Saved entries ▸

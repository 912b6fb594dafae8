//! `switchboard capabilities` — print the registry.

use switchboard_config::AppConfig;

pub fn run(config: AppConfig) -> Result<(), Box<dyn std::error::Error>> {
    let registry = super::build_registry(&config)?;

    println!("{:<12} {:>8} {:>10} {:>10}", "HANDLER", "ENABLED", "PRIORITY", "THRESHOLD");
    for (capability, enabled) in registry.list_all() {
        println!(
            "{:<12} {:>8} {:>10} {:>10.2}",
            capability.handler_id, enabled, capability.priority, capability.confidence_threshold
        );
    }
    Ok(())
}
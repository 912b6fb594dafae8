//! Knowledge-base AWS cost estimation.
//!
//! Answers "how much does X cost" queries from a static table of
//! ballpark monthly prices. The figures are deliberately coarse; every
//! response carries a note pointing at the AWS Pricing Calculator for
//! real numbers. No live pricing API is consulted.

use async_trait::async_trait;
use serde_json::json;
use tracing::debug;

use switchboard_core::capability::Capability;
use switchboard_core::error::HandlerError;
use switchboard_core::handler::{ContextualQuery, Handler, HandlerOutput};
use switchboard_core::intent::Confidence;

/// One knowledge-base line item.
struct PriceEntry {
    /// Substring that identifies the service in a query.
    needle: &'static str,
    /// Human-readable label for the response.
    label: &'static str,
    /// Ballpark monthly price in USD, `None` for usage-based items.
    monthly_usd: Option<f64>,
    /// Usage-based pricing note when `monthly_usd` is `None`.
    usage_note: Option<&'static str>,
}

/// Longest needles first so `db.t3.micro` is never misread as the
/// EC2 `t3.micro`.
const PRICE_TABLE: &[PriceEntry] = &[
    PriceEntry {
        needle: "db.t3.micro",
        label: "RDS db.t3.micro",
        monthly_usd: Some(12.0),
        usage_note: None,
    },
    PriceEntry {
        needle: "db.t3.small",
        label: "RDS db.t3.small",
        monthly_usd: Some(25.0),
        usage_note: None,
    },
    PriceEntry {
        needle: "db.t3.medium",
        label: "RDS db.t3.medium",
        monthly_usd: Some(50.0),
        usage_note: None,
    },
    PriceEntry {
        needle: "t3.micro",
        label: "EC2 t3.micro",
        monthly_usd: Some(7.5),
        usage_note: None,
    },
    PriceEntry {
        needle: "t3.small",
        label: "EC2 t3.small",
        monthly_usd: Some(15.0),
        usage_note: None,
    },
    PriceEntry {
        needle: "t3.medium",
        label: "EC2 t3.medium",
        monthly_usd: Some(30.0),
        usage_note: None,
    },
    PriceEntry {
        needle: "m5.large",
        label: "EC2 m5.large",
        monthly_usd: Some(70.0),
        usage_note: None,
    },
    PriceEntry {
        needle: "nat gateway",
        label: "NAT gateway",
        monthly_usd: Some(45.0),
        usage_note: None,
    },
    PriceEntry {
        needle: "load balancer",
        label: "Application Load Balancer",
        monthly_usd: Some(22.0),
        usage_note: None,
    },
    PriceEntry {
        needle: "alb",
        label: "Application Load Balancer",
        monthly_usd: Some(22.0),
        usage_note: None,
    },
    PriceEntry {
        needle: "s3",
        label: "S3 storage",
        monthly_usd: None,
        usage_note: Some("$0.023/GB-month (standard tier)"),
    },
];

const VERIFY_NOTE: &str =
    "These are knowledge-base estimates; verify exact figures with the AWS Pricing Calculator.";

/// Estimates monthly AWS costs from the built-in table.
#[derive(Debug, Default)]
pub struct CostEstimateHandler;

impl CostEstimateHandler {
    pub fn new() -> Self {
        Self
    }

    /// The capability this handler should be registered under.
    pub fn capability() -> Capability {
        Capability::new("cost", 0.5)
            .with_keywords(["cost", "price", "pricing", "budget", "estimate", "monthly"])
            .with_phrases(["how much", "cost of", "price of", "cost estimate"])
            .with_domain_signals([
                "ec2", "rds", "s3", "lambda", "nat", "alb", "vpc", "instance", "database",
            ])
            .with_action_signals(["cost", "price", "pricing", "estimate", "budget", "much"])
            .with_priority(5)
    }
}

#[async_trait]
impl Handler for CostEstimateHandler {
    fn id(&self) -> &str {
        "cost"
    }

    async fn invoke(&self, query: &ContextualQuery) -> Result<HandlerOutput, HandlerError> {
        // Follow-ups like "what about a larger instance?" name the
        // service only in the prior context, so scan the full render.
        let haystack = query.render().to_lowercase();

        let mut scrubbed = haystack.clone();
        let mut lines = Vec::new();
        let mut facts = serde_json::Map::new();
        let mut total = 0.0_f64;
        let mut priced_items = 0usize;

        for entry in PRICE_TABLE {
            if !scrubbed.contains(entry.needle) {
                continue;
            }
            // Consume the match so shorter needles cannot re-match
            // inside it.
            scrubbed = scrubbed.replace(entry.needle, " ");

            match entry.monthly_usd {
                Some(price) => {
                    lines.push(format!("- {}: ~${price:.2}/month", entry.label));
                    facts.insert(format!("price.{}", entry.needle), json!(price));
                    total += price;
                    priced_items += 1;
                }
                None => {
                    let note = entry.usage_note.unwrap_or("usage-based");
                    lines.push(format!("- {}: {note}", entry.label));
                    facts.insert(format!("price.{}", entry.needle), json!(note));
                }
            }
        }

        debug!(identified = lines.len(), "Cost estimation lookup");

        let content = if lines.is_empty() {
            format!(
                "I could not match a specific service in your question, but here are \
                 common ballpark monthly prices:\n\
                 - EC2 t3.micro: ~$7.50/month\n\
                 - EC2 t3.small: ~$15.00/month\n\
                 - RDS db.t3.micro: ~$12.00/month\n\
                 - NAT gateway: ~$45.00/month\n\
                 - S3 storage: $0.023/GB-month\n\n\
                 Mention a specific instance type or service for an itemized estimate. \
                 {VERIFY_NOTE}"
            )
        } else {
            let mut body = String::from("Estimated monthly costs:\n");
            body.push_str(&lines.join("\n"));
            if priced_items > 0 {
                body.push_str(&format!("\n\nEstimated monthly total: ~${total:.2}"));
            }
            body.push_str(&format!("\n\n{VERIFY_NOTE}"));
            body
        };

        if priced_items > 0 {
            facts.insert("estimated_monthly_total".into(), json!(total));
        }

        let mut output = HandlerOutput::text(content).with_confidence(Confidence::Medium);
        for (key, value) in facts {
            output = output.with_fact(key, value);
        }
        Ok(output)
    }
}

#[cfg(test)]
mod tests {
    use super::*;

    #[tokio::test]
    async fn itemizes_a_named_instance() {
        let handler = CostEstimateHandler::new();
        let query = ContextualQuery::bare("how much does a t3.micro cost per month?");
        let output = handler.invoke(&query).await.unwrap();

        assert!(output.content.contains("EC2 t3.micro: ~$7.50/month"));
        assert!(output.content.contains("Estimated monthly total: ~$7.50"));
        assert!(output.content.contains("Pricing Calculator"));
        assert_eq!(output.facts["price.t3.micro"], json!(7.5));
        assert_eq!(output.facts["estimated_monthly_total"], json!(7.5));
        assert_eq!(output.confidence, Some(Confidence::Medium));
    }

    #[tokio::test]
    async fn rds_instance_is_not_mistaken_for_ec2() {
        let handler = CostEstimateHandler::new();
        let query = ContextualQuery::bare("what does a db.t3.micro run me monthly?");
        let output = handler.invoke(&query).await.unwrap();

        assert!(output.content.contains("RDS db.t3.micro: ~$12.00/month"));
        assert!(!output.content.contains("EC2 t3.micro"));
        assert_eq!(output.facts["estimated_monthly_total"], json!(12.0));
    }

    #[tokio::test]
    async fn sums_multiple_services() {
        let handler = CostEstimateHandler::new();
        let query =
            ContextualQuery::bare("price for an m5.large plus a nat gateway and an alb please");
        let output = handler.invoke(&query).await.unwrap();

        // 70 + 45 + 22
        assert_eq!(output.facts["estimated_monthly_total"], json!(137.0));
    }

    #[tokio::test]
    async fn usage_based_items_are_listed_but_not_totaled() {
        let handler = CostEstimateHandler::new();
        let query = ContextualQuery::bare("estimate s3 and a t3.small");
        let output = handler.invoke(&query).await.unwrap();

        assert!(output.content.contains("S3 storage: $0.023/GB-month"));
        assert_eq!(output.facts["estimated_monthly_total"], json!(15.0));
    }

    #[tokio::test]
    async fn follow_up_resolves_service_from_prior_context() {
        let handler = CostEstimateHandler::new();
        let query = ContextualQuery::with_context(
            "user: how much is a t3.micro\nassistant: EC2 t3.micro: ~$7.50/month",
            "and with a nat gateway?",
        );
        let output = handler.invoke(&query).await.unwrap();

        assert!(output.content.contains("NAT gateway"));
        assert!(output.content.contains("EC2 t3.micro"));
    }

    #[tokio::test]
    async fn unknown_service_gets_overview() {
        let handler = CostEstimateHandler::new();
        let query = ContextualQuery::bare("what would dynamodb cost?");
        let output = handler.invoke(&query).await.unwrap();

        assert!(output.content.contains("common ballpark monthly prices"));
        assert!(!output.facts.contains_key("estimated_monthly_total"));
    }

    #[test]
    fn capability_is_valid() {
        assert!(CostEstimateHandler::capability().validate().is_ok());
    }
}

Requirement ▸
Return, word for word, every line from the top of the entries down to the line that holds "let registry = super::build_registry(&config)?;", both included.

Output of the exercise ▸
repository 912b6fb594dafae8
//! `switchboard capabilities` — print the registry.

use switchboard_config::AppConfig;

pub fn run(config: AppConfig) -> Result<(), Box<dyn std::error::Error>> {
    let registry = super::build_registry(&config)?;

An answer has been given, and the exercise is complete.